I know this works for my data within the images folder. I have done some tests with random image names within the image directory; images with long names, and random characters and so far my regex has worked successfully. If you encounter a problem please let me know!
On Mac:
brew install GDAL
Python:
pip install GDAL
Put images in the images folder
Then type the following in your command line
./runTile.sh
and all your images will be saved in the /compiledTiles folder with the correct ordering :)
At the moment this is the GDAL command being un in runTile.sh
gdal2tiles.py -p raster -z 0-3 -w none $i
-z means zoom, meaning the image that is being processed can only be zoomed from 0 to 3. This is the highest it can go at the moment, because of my lack of wanting to implement a natural sort for the script. This script was intended for indoor maps, so we didn't need to go that deep anyway.
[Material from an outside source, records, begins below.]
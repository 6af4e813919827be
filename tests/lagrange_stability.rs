//! Stability of the L4 Lagrange point
//!
//! Concrete Sun + Planet scenarios: frame constants, initial grids, bounded
//! libration of a Jupiter Trojan and loss of boundedness with planet mass.

use std::f64::consts::{PI, TAU};

use trojan_rs::analysis::{Experiment, StabilityMetrics, mass_sweep, to_grid};
use trojan_rs::models::{FrameModel, GridWarning, InitialConditionGrid, POLAR_MIN_ANGLE};
use trojan_rs::solver::{SolverType, integrate};

mod common;
use common::relative_error;

// =================================================================================================
// Frame
// =================================================================================================

#[test]
fn test_jupiter_frame_constants() {
    let frame = FrameModel::new(0.001, 5.2).unwrap();
    let (lx, ly) = frame.l4();

    assert!((frame.sun_offset() - 0.0052).abs() < 1e-4);
    assert!((frame.planet_offset() - 5.1948).abs() < 1e-4);
    assert!(relative_error(frame.omega(), 2.0 * PI / 11.857) < 0.01);
    // L4 sits at R from both bodies: Lx = Rp - R/2
    assert!((lx - 2.5948).abs() < 1e-3);
    assert!((lx - (frame.planet_offset() - 2.6)).abs() < 1e-12);
    assert!((ly - 4.5033).abs() < 1e-3);
}

#[test]
fn test_l4_is_equilateral_for_any_frame() {
    for (mp, r) in [(1e-10, 0.5), (3.2e-7, 1.5), (1e-3, 5.2), (0.02, 30.0)] {
        let frame = FrameModel::new(mp, r).unwrap();
        let (lx, ly) = frame.l4();
        let (sx, sy) = frame.sun_position();
        let (px, py) = frame.planet_position();

        assert!((frame.sun_offset() + frame.planet_offset() - r).abs() < 1e-12 * r);
        assert!(((lx - sx).hypot(ly - sy) - r).abs() < 1e-9 * r);
        assert!(((lx - px).hypot(ly - py) - r).abs() < 1e-9 * r);
    }
}

#[test]
fn test_sun_dominates_for_vanishing_planet() {
    let frame = FrameModel::new(1e-12, 5.2).unwrap();
    assert!(frame.sun_offset() < 1e-11);
    assert!((frame.planet_offset() - 5.2).abs() < 1e-11);
}

// =================================================================================================
// Grids
// =================================================================================================

#[test]
fn test_degenerate_cartesian_grid_is_reference_point() {
    let reference = (2.5, 4.5);

    for grid in [
        InitialConditionGrid::cartesian(reference, 0.0, 1),
        InitialConditionGrid::cartesian(reference, 3.0, 1),
    ] {
        assert_eq!(grid.points(), vec![[2.5, 4.5, 0.0, 0.0]]);
    }
}

#[test]
fn test_zero_resolution_matches_unit_resolution() {
    let reference = FrameModel::jupiter().l4();
    let zero = InitialConditionGrid::polar(reference, 0.5, 0);
    let one = InitialConditionGrid::polar(reference, 0.5, 1);

    assert_eq!(zero.points(), one.points());
    assert_eq!(zero.warnings(), &[GridWarning::ZeroResolution]);
    assert!(one.warnings().is_empty());
    assert_eq!(zero.width(), 0.0);
}

#[test]
fn test_polar_flattening_reshapes_onto_mesh() {
    let frame = FrameModel::jupiter();
    let res = 6;
    let grid = InitialConditionGrid::polar(frame.l4(), 0.8, res);
    let (angles, radii) = grid.mesh();

    let flat_radii: Vec<f64> = grid.points().iter().map(|p| p[0].hypot(p[1])).collect();
    let flat_angles: Vec<f64> = grid.points().iter().map(|p| p[1].atan2(p[0])).collect();

    let radius_field = to_grid(&flat_radii, res).unwrap();
    let angle_field = to_grid(&flat_angles, res).unwrap();

    for ((i, j), r) in radius_field.indexed_iter() {
        assert!((r - radii[(i, j)]).abs() < 1e-12);
        assert!((angle_field[(i, j)] - angles[(i, j)]).abs() < 1e-12);
    }
    assert!((angles[(0, 0)] - POLAR_MIN_ANGLE).abs() < 1e-15);
    assert!((angles[(0, res - 1)] - PI).abs() < 1e-15);
}

// =================================================================================================
// Dynamics
// =================================================================================================

#[test]
fn test_jupiter_trojan_stays_bound_over_thirty_orbits() {
    let experiment = Experiment::at_l4(FrameModel::jupiter());

    let short = experiment
        .solve_orbits(15, SolverType::default_fixed_step())
        .unwrap();
    let long = experiment
        .solve_orbits(30, SolverType::default_fixed_step())
        .unwrap();

    let short = experiment.metrics(&short).unwrap();
    let long = experiment.metrics(&long).unwrap();

    assert!(long.wander[0] < 0.2, "wander {}", long.wander[0]);
    assert!(long.libration[0] < 0.1, "libration {}", long.libration[0]);
    // Bounded: doubling the window does not grow the excursion
    assert!(long.wander[0] < 1.05 * short.wander[0]);
    assert!(!long.close_approach[0]);
}

#[test]
fn test_metrics_are_in_range_over_a_grid() {
    let frame = FrameModel::jupiter();
    let experiment = Experiment::new(frame, InitialConditionGrid::cartesian(frame.l4(), 2.0, 4));
    let result = integrate(
        &experiment.scenario(),
        &trojan_rs::solver::SolverConfiguration::fixed_step(
            trojan_rs::solver::TimeGrid::orbits(&frame, 3, 100).unwrap(),
        ),
    )
    .unwrap();

    let metrics = StabilityMetrics::from_trajectory(&frame, &result.trajectory).unwrap();
    assert_eq!(metrics.len(), 16);
    for (w, l) in metrics.wander.iter().zip(&metrics.libration) {
        assert!(*w >= 0.0);
        assert!((0.0..TAU).contains(l));
    }
}

#[test]
fn test_mass_sweep_loses_boundedness() {
    let masses = [1e-10, 1e-6, 1e-4, 1e-3, 5e-3, 1e-2, 2e-2, 2.5e-2];
    let points = mass_sweep(&masses, 5.0, 100, &SolverType::default_fixed_step()).unwrap();

    for pair in points.windows(2) {
        assert!(
            pair[1].wander > pair[0].wander,
            "wander {} at Mp = {} not above {} at Mp = {}",
            pair[1].wander,
            pair[1].planet_mass,
            pair[0].wander,
            pair[0].planet_mass
        );
        assert!(pair[1].mass_ratio > pair[0].mass_ratio);
    }

    let lightest = points[0];
    assert!(lightest.wander < 1e-5);
    assert!(lightest.libration < 1e-5);

    // The heaviest planet ejects the particle from the L4 region
    let heaviest = points[points.len() - 1];
    assert!(heaviest.wander > 5.0, "wander {}", heaviest.wander);
    assert!(heaviest.libration > PI, "libration {}", heaviest.libration);
    assert!(heaviest.libration < TAU);
}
But what happens is, when the file names are being swapped it goes
cp uw2-2/4/5/1.png uw2-2/4/uw2-2/4/5/8.png
cp uw2-2/4/5/10.png uw2-2/4/uw2-2/4/5/7.png
cp uw2-2/4/5/11.png uw2-2/4/uw2-2/4/5/6.png
cp uw2-2/4/5/12.png uw2-2/4/uw2-2/4/5/5.png
cp uw2-2/4/5/13.png uw2-2/4/uw2-2/4/5/4.png
cp uw2-2/4/5/14.png uw2-2/4/uw2-2/4/5/3.png
cp uw2-2/4/5/15.png uw2-2/4/uw2-2/4/5/2.png
cp uw2-2/4/5/2.png uw2-2/4/uw2-2/4/5/15.png
cp uw2-2/4/5/3.png uw2-2/4/uw2-2/4/5/14.png
cp uw2-2/4/5/4.png uw2-2/4/uw2-2/4/5/13.png
cp uw2-2/4/5/5.png uw2-2/4/uw2-2/4/5/12.png
cp uw2-2/4/5/6.png uw2-2/4/uw2-2/4/5/11.png
cp uw2-2/4/5/7.png uw2-2/4/uw2-2/4/5/10.png
cp uw2-2/4/5/8.png uw2-2/4/uw2-2/4/5/1.png
cp uw2-2/4/5/9.png uw2-2/4/uw2-2/4/5/0.png
as you can see it goes 1, 10, 11, not 1, 2, 3 because they are strings. Therefore you can't adjust past 3.